Tuesday, February 28, 2012

Asian stock to watch feb 29 2012

Asian stock to watch feb 29 2012 : Most Asian stock markets rose Tuesday against the backdrop of a retreat in crude-oil prices, with a weakened yen and strong retail sales lifting Japanese stocks despite a fall in technology shares after Elpida Memory's bankruptcy filing.

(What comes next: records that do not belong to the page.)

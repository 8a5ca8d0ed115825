//! HTML tokenizer and tree constructor for Thicket.
//!
//! # Scope
//!
//! This crate implements:
//! - **Tag categories** used by the scope algorithms ([`tag_category`])
//! - **HTML Tokenizer** ([WHATWG § 13.2.5](https://html.spec.whatwg.org/multipage/parsing.html#tokenization))
//!   - Every lexical state, including script data escapes, CDATA and
//!     character references
//!   - Chunked byte input with suspension on split lookahead
//! - **Tree Construction** ([WHATWG § 13.2.6](https://html.spec.whatwg.org/multipage/parsing.html#tree-construction))
//!   - All 23 insertion modes, foreign content, foster parenting, the
//!     adoption agency algorithm and template contents
//! - **Parse driver** for documents and fragments ([`HTMLParser`])
//! - **Tree dump** in the html5lib test format ([`dump`])
//!
//! # Not Implemented
//!
//! - Serialization back to markup
//! - Encoding sniffing (input is UTF-8)
//! - Script execution

/// Document and fragment parse driver.
pub mod driver;
/// html5lib-style tree dump.
pub mod dump;
/// Parse errors and parser errors.
pub mod error;
/// Tree construction.
pub mod parser;
/// Element categories for the scope algorithms.
pub mod tag_category;
/// HTML tokenizer for converting input into tokens.
pub mod tokenizer;

pub use driver::{HTMLParser, ParseOutput, ParserConfig};
pub use dump::print_tree;
pub use error::{ErrorKind, ParseError, ParserError, Stage, TokenizerErrorKind, TreeErrorKind};
pub use parser::{InsertionMode, ParseStatus, TreeConstructor};
pub use tokenizer::{Attribute, HTMLTokenizer, Token, TokenSink};
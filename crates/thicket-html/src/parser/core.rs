use strum_macros::Display;

use thicket_common::warning::warn_once;
use thicket_dom::{
    AttrId, Document, ElementData, Namespace, NodeId, SharedInterner, Tag, TagId,
};

use crate::error::{ErrorKind, ParseError, ParserError, TreeErrorKind};
use crate::tokenizer::{CharacterRun, Steering, Token, TokenSink, TokenizerState};

/// [§ 13.2.4.1 The insertion mode](https://html.spec.whatwg.org/multipage/parsing.html#the-insertion-mode)
///
/// "The insertion mode is a state variable that controls the primary operation
/// of the tree construction stage."
#[derive(Debug, Clone, Copy, PartialEq, Eq, Display)]
#[strum(serialize_all = "kebab-case")]
pub enum InsertionMode {
    /// [§ 13.2.6.4.1 The "initial" insertion mode](https://html.spec.whatwg.org/multipage/parsing.html#the-initial-insertion-mode)
    Initial,
    /// [§ 13.2.6.4.2 The "before html" insertion mode](https://html.spec.whatwg.org/multipage/parsing.html#the-before-html-insertion-mode)
    BeforeHtml,
    /// [§ 13.2.6.4.3 The "before head" insertion mode](https://html.spec.whatwg.org/multipage/parsing.html#the-before-head-insertion-mode)
    BeforeHead,
    /// [§ 13.2.6.4.4 The "in head" insertion mode](https://html.spec.whatwg.org/multipage/parsing.html#parsing-main-inhead)
    InHead,
    /// [§ 13.2.6.4.5 The "in head noscript" insertion mode](https://html.spec.whatwg.org/multipage/parsing.html#parsing-main-inheadnoscript)
    InHeadNoscript,
    /// [§ 13.2.6.4.6 The "after head" insertion mode](https://html.spec.whatwg.org/multipage/parsing.html#the-after-head-insertion-mode)
    AfterHead,
    /// [§ 13.2.6.4.7 The "in body" insertion mode](https://html.spec.whatwg.org/multipage/parsing.html#parsing-main-inbody)
    InBody,
    /// [§ 13.2.6.4.8 The "text" insertion mode](https://html.spec.whatwg.org/multipage/parsing.html#parsing-main-incdata)
    Text,
    /// [§ 13.2.6.4.9 The "in table" insertion mode](https://html.spec.whatwg.org/multipage/parsing.html#parsing-main-intable)
    InTable,
    /// [§ 13.2.6.4.10 The "in table text" insertion mode](https://html.spec.whatwg.org/multipage/parsing.html#parsing-main-intabletext)
    InTableText,
    /// [§ 13.2.6.4.11 The "in caption" insertion mode](https://html.spec.whatwg.org/multipage/parsing.html#parsing-main-incaption)
    InCaption,
    /// [§ 13.2.6.4.12 The "in column group" insertion mode](https://html.spec.whatwg.org/multipage/parsing.html#parsing-main-incolumngroup)
    InColumnGroup,
    /// [§ 13.2.6.4.13 The "in table body" insertion mode](https://html.spec.whatwg.org/multipage/parsing.html#parsing-main-intablebody)
    InTableBody,
    /// [§ 13.2.6.4.14 The "in row" insertion mode](https://html.spec.whatwg.org/multipage/parsing.html#parsing-main-inrow)
    InRow,
    /// [§ 13.2.6.4.15 The "in cell" insertion mode](https://html.spec.whatwg.org/multipage/parsing.html#parsing-main-incell)
    InCell,
    /// [§ 13.2.6.4.16 The "in select" insertion mode](https://html.spec.whatwg.org/multipage/parsing.html#parsing-main-inselect)
    InSelect,
    /// [§ 13.2.6.4.17 The "in select in table" insertion mode](https://html.spec.whatwg.org/multipage/parsing.html#parsing-main-inselectintable)
    InSelectInTable,
    /// [§ 13.2.6.4.18 The "in template" insertion mode](https://html.spec.whatwg.org/multipage/parsing.html#parsing-main-intemplate)
    InTemplate,
    /// [§ 13.2.6.4.19 The "after body" insertion mode](https://html.spec.whatwg.org/multipage/parsing.html#parsing-main-afterbody)
    AfterBody,
    /// [§ 13.2.6.4.20 The "in frameset" insertion mode](https://html.spec.whatwg.org/multipage/parsing.html#parsing-main-inframeset)
    InFrameset,
    /// [§ 13.2.6.4.21 The "after frameset" insertion mode](https://html.spec.whatwg.org/multipage/parsing.html#parsing-main-afterframeset)
    AfterFrameset,
    /// [§ 13.2.6.4.22 The "after after body" insertion mode](https://html.spec.whatwg.org/multipage/parsing.html#the-after-after-body-insertion-mode)
    AfterAfterBody,
    /// [§ 13.2.6.4.23 The "after after frameset" insertion mode](https://html.spec.whatwg.org/multipage/parsing.html#the-after-after-frameset-insertion-mode)
    AfterAfterFrameset,
}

Hong Kong's Hang Seng Index added 1.7%, Japan's Nikkei Stock Average gained 0.9%, China's Shanghai Composite advanced 0.2% and South Korea's Kospi rose 0.6%. Retail stocks led Tokyo higher in the afternoon session after a 1.9% year-on-year rise for January retail sales. Fast Retailing added 2.1%, Seven & I Holdings gained 1.1% and Takashimaya rose 1.7%.

The global forecast for the Asian markets is fairly upbeat on optimism about the impact of the European Central Bank's long term refinancing operation. Also, the Conference Board reported a substantial improvement in U.S. consumer confidence in February. Gold stocks and airlines are expected to provide support, although property stocks may weigh. The European and U.S. markets finished higher, and the Asian markets are expected to follow suit.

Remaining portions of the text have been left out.